I think there are (as always) issues of language and perspective here. I agree that a ruch to the edges of society would be unseemly. I think that a rush to occupy power would also be unseemly. I find the Christian People’s Aliance for example extremely difficult to cope with, however good their intentions.
Perhaps we need to redefine our terms. LEt me say then that I belive that communities, including disposessed communities are the heart of our communities. At the same time they are often excluded from and at the margins of our political and power stuctures.
Many people have been involved and done great things though Government for example. Wilberforce for example was a key mover n the parliamentary resistanece to slavery, but I’ve no doubt that his repeated and persistant obstruction of a profitable trade placed him at the margins of of the government of the time, or that he spent time with those who were slaves?? None of that miay be true – but it’s how I imagine it.
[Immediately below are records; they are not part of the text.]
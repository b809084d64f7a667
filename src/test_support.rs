//! Shared fixtures for the in-crate unit tests.

use std::sync::Arc;

use tempfile::TempDir;

use crate::config::Config;
use crate::device::Device;
use crate::folder::Folder;
use crate::media::{Media, MediaType};
use crate::store::Store;

pub fn test_store() -> (Store, TempDir) {
    let dir = TempDir::new().expect("can't create temp dir");
    let config = Config::new(dir.path().join("medialib.db"), dir.path().join("thumbs"));
    let store = Store::open(&config).expect("can't open test store");
    (store, dir)
}

pub fn test_folder(store: &Store) -> Arc<Folder> {
    let device = Device::create(store, "test-device", "/mnt/test", false).unwrap();
    Folder::create(store, "music", None, device.id, true).unwrap()
}

pub fn test_media(store: &Store, media_type: MediaType, title: &str) -> Arc<Media> {
    let conn = store.writer();
    Media::create_with(store, &conn, media_type, Some(title)).unwrap()
}
impl Media {
    pub const TABLE: &'static str = "Media";
    pub const PRIMARY_KEY: &'static str = "id_media";

    const COLUMNS: &'static str = "id_media, type, subtype, title, duration, play_count,
        last_played_date, insertion_date, release_date, thumbnail, is_favorite, is_present";

    fn from_row(row: &Row) -> rusqlite::Result<Media> {
        let media_type: i64 = row.get(1)?;
        let subtype: i64 = row.get(2)?;
        Ok(Media {
            id: row.get(0)?,
            media_type: MediaType::from_i64(media_type),
            subtype: MediaSubtype::from_i64(subtype),
            title: row.get(3)?,
            duration: row.get(4)?,
            play_count: row.get(5)?,
            last_played_date: row.get(6)?,
            insertion_date: row.get(7)?,
            release_date: row.get(8)?,
            thumbnail: row.get(9)?,
            is_favorite: row.get(10)?,
            is_present: row.get(11)?,
        })
    }

    pub fn create_with(
        store: &Store,
        conn: &Connection,
        media_type: MediaType,
        title: Option<&str>,
    ) -> Result<Arc<Media>> {
        let insertion_date = Utc::now().timestamp();
        let id = store::insert(
            conn,
            "INSERT INTO Media (type, subtype, title, duration, insertion_date)
            VALUES (?, 0, ?, -1, ?)",
            &[&(media_type as i64), &title, &insertion_date],
        )?;

        debug!("create media {} title={:?}", id, title);

        let media = Arc::new(Media {
            id,
            media_type,
            subtype: MediaSubtype::None,
            title: title.map(str::to_string),
            duration: -1,
            play_count: 0,
            last_played_date: None,
            insertion_date,
            release_date: None,
            thumbnail: None,
            is_favorite: false,
            is_present: true,
        });
        store.caches.media.put(id, &media);

        Ok(media)
    }

    pub fn fetch(store: &Store, id: i64) -> Result<Option<Arc<Media>>> {
        store::cached_fetch(&store.caches.media, id, || {
            let conn = store.reader()?;
            let mut st = conn.prepare_cached(&format!(
                "SELECT {} FROM Media WHERE id_media = ?",
                Self::COLUMNS
            ))?;
            let mut rows = st.query([id])?;

            match rows.next()? {
                Some(row) => Ok(Some(Self::from_row(row)?)),
                None => Ok(None),
            }
        })
    }

    fn sort_clause(sort: SortingCriteria, desc: bool) -> String {
        let column = match sort {
            SortingCriteria::Duration => "duration",
            SortingCriteria::InsertionDate => "insertion_date",
            SortingCriteria::ReleaseDate => "release_date",
            SortingCriteria::PlayCount => "play_count",
            SortingCriteria::LastModified => "last_played_date",
            _ => "title",
        };
        format!("ORDER BY {} {}", column, if desc { "DESC" } else { "ASC" })
    }

    pub fn list_all(
        store: &Store,
        media_type: MediaType,
        sort: SortingCriteria,
        desc: bool,
    ) -> Result<Vec<Arc<Media>>> {
        let items = {
            let conn = store.reader()?;
            store::fetch_all(
                &conn,
                &format!(
                    "SELECT {} FROM Media WHERE type = ? AND is_present = 1 {}",
                    Self::COLUMNS,
                    Self::sort_clause(sort, desc)
                ),
                &[&(media_type as i64)],
                Self::from_row,
            )?
        };
        Ok(store::cache_list(&store.caches.media, items))
    }

    pub fn search(store: &Store, title: &str) -> Result<Vec<Arc<Media>>> {
        let pattern = format!("{}*", title);
        let items = {
            let conn = store.reader()?;
            store::fetch_all(
                &conn,
                &format!(
                    "SELECT {} FROM Media WHERE id_media IN
                        (SELECT rowid FROM MediaFts WHERE title MATCH ?)
                    AND is_present = 1",
                    Self::COLUMNS
                ),
                &[&pattern],
                Self::from_row,
            )?
        };
        Ok(store::cache_list(&store.caches.media, items))
    }

    pub fn set_title(store: &Store, id: i64, title: &str) -> Result<()> {
        let conn = store.writer();
        Self::set_title_with(store, &conn, id, title)
    }

    pub fn set_title_with(store: &Store, conn: &Connection, id: i64, title: &str) -> Result<()> {
        conn.prepare_cached("UPDATE Media SET title = ? WHERE id_media = ?")?
            .execute(params![title, id])?;
        store.caches.media.invalidate(id);
        Ok(())
    }

    pub fn set_duration_with(store: &Store, conn: &Connection, id: i64, duration: i64) -> Result<()> {
        conn.prepare_cached("UPDATE Media SET duration = ? WHERE id_media = ?")?
            .execute(params![duration, id])?;
        store.caches.media.invalidate(id);
        Ok(())
    }

    pub fn set_types_with(
        store: &Store,
        conn: &Connection,
        id: i64,
        media_type: MediaType,
        subtype: MediaSubtype,
    ) -> Result<()> {
        conn.prepare_cached("UPDATE Media SET type = ?, subtype = ? WHERE id_media = ?")?
            .execute(params![media_type as i64, subtype as i64, id])?;
        store.caches.media.invalidate(id);
        Ok(())
    }

    pub fn set_release_date_with(
        store: &Store,
        conn: &Connection,
        id: i64,
        release_date: Option<i64>,
    ) -> Result<()> {
        conn.prepare_cached("UPDATE Media SET release_date = ? WHERE id_media = ?")?
            .execute(params![release_date, id])?;
        store.caches.media.invalidate(id);
        Ok(())
    }

    pub fn set_thumbnail(store: &Store, id: i64, mrl: &str) -> Result<()> {
        let conn = store.writer();
        conn.prepare_cached("UPDATE Media SET thumbnail = ? WHERE id_media = ?")?
            .execute(params![mrl, id])?;
        drop(conn);

        store.caches.media.invalidate(id);
        Ok(())
    }

    pub fn set_favorite(store: &Store, id: i64, favorite: bool) -> Result<()> {
        let conn = store.writer();
        conn.prepare_cached("UPDATE Media SET is_favorite = ? WHERE id_media = ?")?
            .execute(params![favorite, id])?;
        drop(conn);

        store.caches.media.invalidate(id);
        Ok(())
    }

    pub fn increase_play_count(store: &Store, id: i64) -> Result<()> {
        let now = Utc::now().timestamp();
        let conn = store.writer();
        conn.prepare_cached(
            "UPDATE Media SET play_count = play_count + 1, last_played_date = ?
            WHERE id_media = ?",
        )?
        .execute(params![now, id])?;
        drop(conn);

        store.caches.media.invalidate(id);
        Ok(())
    }

    /// Replaces the persisted stream tracks of this media, the re-parse
    /// path included.
    pub fn replace_tracks_with(
        conn: &Connection,
        id: i64,
        audio: &[AudioTrack],
        video: &[VideoTrack],
    ) -> Result<()> {
        conn.prepare_cached("DELETE FROM AudioTrack WHERE media_id = ?")?
            .execute([id])?;
        conn.prepare_cached("DELETE FROM VideoTrack WHERE media_id = ?")?
            .execute([id])?;

        for track in audio {
            conn.prepare_cached(
                "INSERT INTO AudioTrack (media_id, codec, bitrate, samplerate,
                    nb_channels, language, description)
                VALUES (?, ?, ?, ?, ?, ?, ?)",
            )?
            .execute(params![
                id,
                track.codec,
                track.bitrate,
                track.samplerate,
                track.nb_channels,
                track.language,
                track.description,
            ])?;
        }

        for track in video {
            conn.prepare_cached(
                "INSERT INTO VideoTrack (media_id, codec, fps, width, height,
                    sar_num, sar_den)
                VALUES (?, ?, ?, ?, ?, ?, ?)",
            )?
            .execute(params![
                id,
                track.codec,
                track.fps,
                track.width,
                track.height,
                track.sar_num,
                track.sar_den,
            ])?;
        }

        Ok(())
    }

    pub fn audio_tracks(store: &Store, media_id: i64) -> Result<Vec<AudioTrack>> {
        let conn = store.reader()?;
        store::fetch_all(
            &conn,
            "SELECT id_track, media_id, codec, bitrate, samplerate, nb_channels,
                language, description
            FROM AudioTrack WHERE media_id = ? ORDER BY id_track",
            &[&media_id],
            |row| {
                Ok(AudioTrack {
                    id: row.get(0)?,
                    media_id: row.get(1)?,
                    codec: row.get(2)?,
                    bitrate: row.get(3)?,
                    samplerate: row.get(4)?,
                    nb_channels: row.get(5)?,
                    language: row.get(6)?,
                    description: row.get(7)?,
                })
            },
        )
    }

    pub fn video_tracks(store: &Store, media_id: i64) -> Result<Vec<VideoTrack>> {
        let conn = store.reader()?;
        store::fetch_all(
            &conn,
            "SELECT id_track, media_id, codec, fps, width, height, sar_num, sar_den
            FROM VideoTrack WHERE media_id = ? ORDER BY id_track",
            &[&media_id],
            |row| {
                Ok(VideoTrack {
                    id: row.get(0)?,
                    media_id: row.get(1)?,
                    codec: row.get(2)?,
                    fps: row.get(3)?,
                    width: row.get(4)?,
                    height: row.get(5)?,
                    sar_num: row.get(6)?,
                    sar_den: row.get(7)?,
                })
            },
        )
    }

    /// Media attached to the file, if the file was parsed already.
    pub fn by_file(store: &Store, file_id: i64) -> Result<Option<Arc<Media>>> {
        let media_id: Option<i64> = {
            let conn = store.reader()?;
            let mut stmt = conn.prepare_cached("SELECT media_id FROM File WHERE id_file = ?")?;
            stmt.query_row([file_id], |row| row.get(0))
                .optional()?
                .flatten()
        };

        match media_id {
            Some(id) => Self::fetch(store, id),
            None => Ok(None),
        }
    }
}
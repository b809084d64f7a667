use std::sync::Arc;

use rusqlite::{params, Connection, Row};
use serde::Serialize;

use crate::error::Result;
use crate::media::Media;
use crate::store::{self, Entity, Store};
use crate::SortingCriteria;

/// `nb_tracks` and `duration` are maintained as absolute recomputes, by
/// the AlbumTrack triggers and by the persister after duration updates,
/// so they always equal the track count and duration sum.
#[derive(Debug, Clone, Serialize)]
pub struct Album {
    pub id: i64,
    pub title: String,
    pub release_year: Option<i64>,
    pub short_summary: Option<String>,
    pub artwork_mrl: Option<String>,
    pub nb_tracks: i64,
    pub duration: i64,
    pub album_artist_id: Option<i64>,
}

impl Entity for Album {
    fn id(&self) -> i64 {
        self.id
    }
}

impl Album {
    pub const TABLE: &'static str = "Album";
    pub const PRIMARY_KEY: &'static str = "id_album";

    const COLUMNS: &'static str = "id_album, title, release_year, short_summary,
        artwork_mrl, nb_tracks, duration, album_artist_id";

    fn from_row(row: &Row) -> rusqlite::Result<Album> {
        Ok(Album {
            id: row.get(0)?,
            title: row.get(1)?,
            release_year: row.get(2)?,
            short_summary: row.get(3)?,
            artwork_mrl: row.get(4)?,
            nb_tracks: row.get(5)?,
            duration: row.get(6)?,
            album_artist_id: row.get(7)?,
        })
    }

    pub fn create_with(
        store: &Store,
        conn: &Connection,
        title: &str,
        album_artist_id: Option<i64>,
    ) -> Result<Arc<Album>> {
        let id = store::insert(
            conn,
            "INSERT INTO Album (title, album_artist_id) VALUES (?, ?)",
            &[&title, &album_artist_id],
        )?;

        debug!("create album {} '{}' artist={:?}", id, title, album_artist_id);

        let album = Arc::new(Album {
            id,
            title: title.to_string(),
            release_year: None,
            short_summary: None,
            artwork_mrl: None,
            nb_tracks: 0,
            duration: 0,
            album_artist_id,
        });
        store.caches.album.put(id, &album);

        Ok(album)
    }

    pub fn fetch(store: &Store, id: i64) -> Result<Option<Arc<Album>>> {
        store::cached_fetch(&store.caches.album, id, || {
            let conn = store.reader()?;
            Self::load(&conn, id)
        })
    }

    fn load(conn: &Connection, id: i64) -> Result<Option<Album>> {
        let mut st = conn.prepare_cached(&format!(
            "SELECT {} FROM Album WHERE id_album = ?",
            Self::COLUMNS
        ))?;
        let mut rows = st.query([id])?;

        match rows.next()? {
            Some(row) => Ok(Some(Self::from_row(row)?)),
            None => Ok(None),
        }
    }

    pub fn fetch_with(store: &Store, conn: &Connection, id: i64) -> Result<Option<Arc<Album>>> {
        store::cached_fetch(&store.caches.album, id, || Self::load(conn, id))
    }

    /// Album resolution for the persister: with a pinned album artist the
    /// match requires both title and artist; without one, any album with
    /// a matching title wins and the Various Artists upgrade takes over
    /// from there.
    pub fn find_with(
        store: &Store,
        conn: &Connection,
        title: &str,
        album_artist_id: Option<i64>,
    ) -> Result<Option<Arc<Album>>> {
        let id: Option<i64> = {
            let mut rows_id = None;
            match album_artist_id {
                Some(artist_id) => {
                    let mut st = conn.prepare_cached(
                        "SELECT id_album FROM Album
                        WHERE title = ? AND album_artist_id = ?
                        ORDER BY id_album LIMIT 1",
                    )?;
                    let mut rows = st.query(params![title, artist_id])?;
                    if let Some(row) = rows.next()? {
                        rows_id = Some(row.get(0)?);
                    }
                }
                None => {
                    let mut st = conn.prepare_cached(
                        "SELECT id_album FROM Album WHERE title = ?
                        ORDER BY id_album LIMIT 1",
                    )?;
                    let mut rows = st.query([title])?;
                    if let Some(row) = rows.next()? {
                        rows_id = Some(row.get(0)?);
                    }
                }
            }
            rows_id
        };

        match id {
            Some(id) => Self::fetch_with(store, conn, id),
            None => Ok(None),
        }
    }

    pub fn set_album_artist_with(
        store: &Store,
        conn: &Connection,
        id: i64,
        album_artist_id: i64,
    ) -> Result<()> {
        debug!("album {} album_artist={}", id, album_artist_id);

        conn.prepare_cached("UPDATE Album SET album_artist_id = ? WHERE id_album = ?")?
            .execute(params![album_artist_id, id])?;
        store.caches.album.invalidate(id);
        store.caches.artist.clear();
        Ok(())
    }

    pub fn set_release_year_with(
        store: &Store,
        conn: &Connection,
        id: i64,
        year: i64,
    ) -> Result<()> {
        conn.prepare_cached("UPDATE Album SET release_year = ? WHERE id_album = ?")?
            .execute(params![year, id])?;
        store.caches.album.invalidate(id);
        Ok(())
    }

    pub fn set_artwork_with(store: &Store, conn: &Connection, id: i64, mrl: &str) -> Result<()> {
        conn.prepare_cached("UPDATE Album SET artwork_mrl = ? WHERE id_album = ?")?
            .execute(params![mrl, id])?;
        store.caches.album.invalidate(id);
        Ok(())
    }

    /// Absolute recompute of `nb_tracks` and `duration`; idempotent, used
    /// after media duration changes.
    pub fn refresh_aggregates_with(store: &Store, conn: &Connection, id: i64) -> Result<()> {
        conn.prepare_cached(
            "UPDATE Album SET
                nb_tracks = (SELECT COUNT(*) FROM AlbumTrack WHERE album_id = ?),
                duration = (SELECT IFNULL(SUM(MAX(m.duration, 0)), 0)
                    FROM AlbumTrack t
                    INNER JOIN Media m ON m.id_media = t.media_id
                    WHERE t.album_id = ?)
            WHERE id_album = ?",
        )?
        .execute(params![id, id, id])?;
        store.caches.album.invalidate(id);
        Ok(())
    }

    pub fn list_all(store: &Store, sort: SortingCriteria, desc: bool) -> Result<Vec<Arc<Album>>> {
        let column = match sort {
            SortingCriteria::ReleaseDate => "release_year",
            SortingCriteria::Duration => "duration",
            SortingCriteria::InsertionDate => "id_album",
            _ => "title",
        };
        let items = {
            let conn = store.reader()?;
            store::fetch_all(
                &conn,
                &format!(
                    "SELECT {} FROM Album ORDER BY {} {}",
                    Self::COLUMNS,
                    column,
                    if desc { "DESC" } else { "ASC" }
                ),
                &[],
                Self::from_row,
            )?
        };
        Ok(store::cache_list(&store.caches.album, items))
    }

    pub fn search(store: &Store, title: &str) -> Result<Vec<Arc<Album>>> {
        let pattern = format!("{}*", title);
        let items = {
            let conn = store.reader()?;
            store::fetch_all(
                &conn,
                &format!(
                    "SELECT {} FROM Album WHERE id_album IN
                        (SELECT rowid FROM AlbumFts WHERE title MATCH ?)",
                    Self::COLUMNS
                ),
                &[&pattern],
                Self::from_row,
            )?
        };
        Ok(store::cache_list(&store.caches.album, items))
    }

    /// Media of this album ordered by disc then track number.
    pub fn tracks(store: &Store, album_id: i64) -> Result<Vec<Arc<Media>>> {
        let ids: Vec<i64> = {
            let conn = store.reader()?;
            store::fetch_all(
                &conn,
                "SELECT media_id FROM AlbumTrack
                WHERE album_id = ?
                ORDER BY disc_number, track_number, media_id",
                &[&album_id],
                |row| row.get(0),
            )?
        };

        let mut result = Vec::with_capacity(ids.len());
        for id in ids {
            if let Some(media) = Media::fetch(store, id)? {
                result.push(media);
            }
        }
        Ok(result)
    }
}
So yes, I agree, serve God where we are, but to strive to be always at the centre of the powerbase loses the edge of what I think must always be a frsutrated message for change.
Steve Chalke seesm to a good example of this, and faithworks, integrating with Government plans, being a tool for creating a more Christlike society (in my opinion), but maintaining a clear voice with power speaking for change, as well as applauding the good as we see it. As you say – it all seems like a balancing act. Parhaps anotyher way to look at it would be a conversation, a dialogue, in which we retain fully who we are, whilst engaging meaningfully.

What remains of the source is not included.